→ **Task instructions**:
Output every entry below exactly as it is written.

→ **Exercise inputs**:

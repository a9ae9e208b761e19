//! Domain types and validators for dlab configuration.
//!
//! Pure functions only. No I/O, no async, no filesystem access.

use anyhow::Result;
use serde::{Deserialize, Serialize};
use serde_yaml::Mapping;

use crate::domain::error::ConfigError;

// ── Constants ────────────────────────────────────────────────────────────────

pub const VALID_CONFIG_KEYS: &[&str] = &["terraform.workdir", "terraform.timeout_secs"];

/// Default per-command timeout. `apply` on a real stack can take a while.
pub const DEFAULT_TIMEOUT_SECS: u64 = 3600;

// ── Config schema ────────────────────────────────────────────────────────────

/// Top-level configuration stored in `~/.dlab/config.yaml`.
#[derive(Debug, Clone, Serialize, Deserialize, Default, PartialEq)]
#[serde(default)]
pub struct DlabConfig {
    /// Terraform adapter settings.
    #[serde(default)]
    pub terraform: TerraformConfig,
}

/// Terraform adapter configuration.
#[derive(Debug, Clone, Serialize, Deserialize, PartialEq)]
pub struct TerraformConfig {
    /// Directory holding the Terraform configuration (`tf_path`).
    #[serde(default, skip_serializing_if = "Option::is_none")]
    pub workdir: Option<String>,

    /// Per-command timeout in seconds.
    #[serde(default = "default_timeout_secs")]
    pub timeout_secs: u64,

    /// Option overrides, kept untyped until the command builder checks them.
    #[serde(default, skip_serializing_if = "Mapping::is_empty")]
    pub options: Mapping,
}

impl Default for TerraformConfig {
    fn default() -> Self {
        Self {
            workdir: None,
            timeout_secs: default_timeout_secs(),
            options: Mapping::new(),
        }
    }
}

fn default_timeout_secs() -> u64 {
    DEFAULT_TIMEOUT_SECS
}

// ── Validators ───────────────────────────────────────────────────────────────

/// Validates a configuration key against the whitelist.
///
/// # Errors
///
/// Returns an error if the key is not in the allowed list.
pub fn validate_config_key(key: &str) -> Result<()> {
    if !VALID_CONFIG_KEYS.contains(&key) {
        return Err(ConfigError::UnknownKey {
            key: key.to_string(),
            valid: VALID_CONFIG_KEYS.join(", "),
        }
        .into());
    }
    Ok(())
}

/// Validates a configuration value for the given key.
///
/// # Errors
///
/// Returns an error if the value is not valid for the key.
pub fn validate_config_value(key: &str, value: &str) -> Result<()> {
    let reason = match key {
        "terraform.timeout_secs" => match value.parse::<u64>() {
            Ok(0) | Err(_) => Some("Expected a positive number of seconds"),
            Ok(_) => None,
        },
        "terraform.workdir" if value.trim().is_empty() => Some("Expected a directory path"),
        _ => None,
    };
    if let Some(reason) = reason {
        return Err(ConfigError::InvalidValue {
            key: key.to_string(),
            value: value.to_string(),
            reason: reason.to_string(),
        }
        .into());
    }
    Ok(())
}

/// Apply a validated key/value pair to `config`.
///
/// # Errors
///
/// Returns an error if the key or value fails validation.
pub fn set_config_value(config: &mut DlabConfig, key: &str, value: &str) -> Result<()> {
    validate_config_key(key)?;
    validate_config_value(key, value)?;
    match key {
        "terraform.workdir" => config.terraform.workdir = Some(value.to_string()),
        "terraform.timeout_secs" => config.terraform.timeout_secs = value.parse()?,
        _ => {}
    }
    Ok(())
}

// ── Unit tests ───────────────────────────────────────────────────────────────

→ **Exercise solution**:
repository a9ae9e208b761e19
//! Domain types and validators for dlab configuration.
//!
//! Pure functions only. No I/O, no async, no filesystem access.

use anyhow::Result;
use serde::{Deserialize, Serialize};
use serde_yaml::Mapping;

use crate::domain::error::ConfigError;

// ── Constants ────────────────────────────────────────────────────────────────

pub const VALID_CONFIG_KEYS: &[&str] = &["terraform.workdir", "terraform.timeout_secs"];

/// Default per-command timeout. `apply` on a real stack can take a while.
pub const DEFAULT_TIMEOUT_SECS: u64 = 3600;

// ── Config schema ────────────────────────────────────────────────────────────

/// Top-level configuration stored in `~/.dlab/config.yaml`.
#[derive(Debug, Clone, Serialize, Deserialize, Default, PartialEq)]
#[serde(default)]
pub struct DlabConfig {
    /// Terraform adapter settings.
    #[serde(default)]
    pub terraform: TerraformConfig,
}

/// Terraform adapter configuration.
#[derive(Debug, Clone, Serialize, Deserialize, PartialEq)]
pub struct TerraformConfig {
    /// Directory holding the Terraform configuration (`tf_path`).
    #[serde(default, skip_serializing_if = "Option::is_none")]
    pub workdir: Option<String>,

    /// Per-command timeout in seconds.
    #[serde(default = "default_timeout_secs")]
    pub timeout_secs: u64,

    /// Option overrides, kept untyped until the command builder checks them.
    #[serde(default, skip_serializing_if = "Mapping::is_empty")]
    pub options: Mapping,
}

impl Default for TerraformConfig {
    fn default() -> Self {
        Self {
            workdir: None,
            timeout_secs: default_timeout_secs(),
            options: Mapping::new(),
        }
    }
}

fn default_timeout_secs() -> u64 {
    DEFAULT_TIMEOUT_SECS
}

// ── Validators ───────────────────────────────────────────────────────────────

/// Validates a configuration key against the whitelist.
///
/// # Errors
///
/// Returns an error if the key is not in the allowed list.
pub fn validate_config_key(key: &str) -> Result<()> {
    if !VALID_CONFIG_KEYS.contains(&key) {
        return Err(ConfigError::UnknownKey {
            key: key.to_string(),
            valid: VALID_CONFIG_KEYS.join(", "),
        }
        .into());
    }
    Ok(())
}

/// Validates a configuration value for the given key.
///
/// # Errors
///
/// Returns an error if the value is not valid for the key.
pub fn validate_config_value(key: &str, value: &str) -> Result<()> {
    let reason = match key {
        "terraform.timeout_secs" => match value.parse::<u64>() {
            Ok(0) | Err(_) => Some("Expected a positive number of seconds"),
            Ok(_) => None,
        },
        "terraform.workdir" if value.trim().is_empty() => Some("Expected a directory path"),
        _ => None,
    };
    if let Some(reason) = reason {
        return Err(ConfigError::InvalidValue {
            key: key.to_string(),
            value: value.to_string(),
            reason: reason.to_string(),
        }
        .into());
    }
    Ok(())
}

/// Apply a validated key/value pair to `config`.
///
/// # Errors
///
/// Returns an error if the key or value fails validation.
pub fn set_config_value(config: &mut DlabConfig, key: &str, value: &str) -> Result<()> {
    validate_config_key(key)?;
    validate_config_value(key, value)?;
    match key {
        "terraform.workdir" => config.terraform.workdir = Some(value.to_string()),
        "terraform.timeout_secs" => config.terraform.timeout_secs = value.parse()?,
        _ => {}
    }
    Ok(())
}

// ── Unit tests ───────────────────────────────────────────────────────────────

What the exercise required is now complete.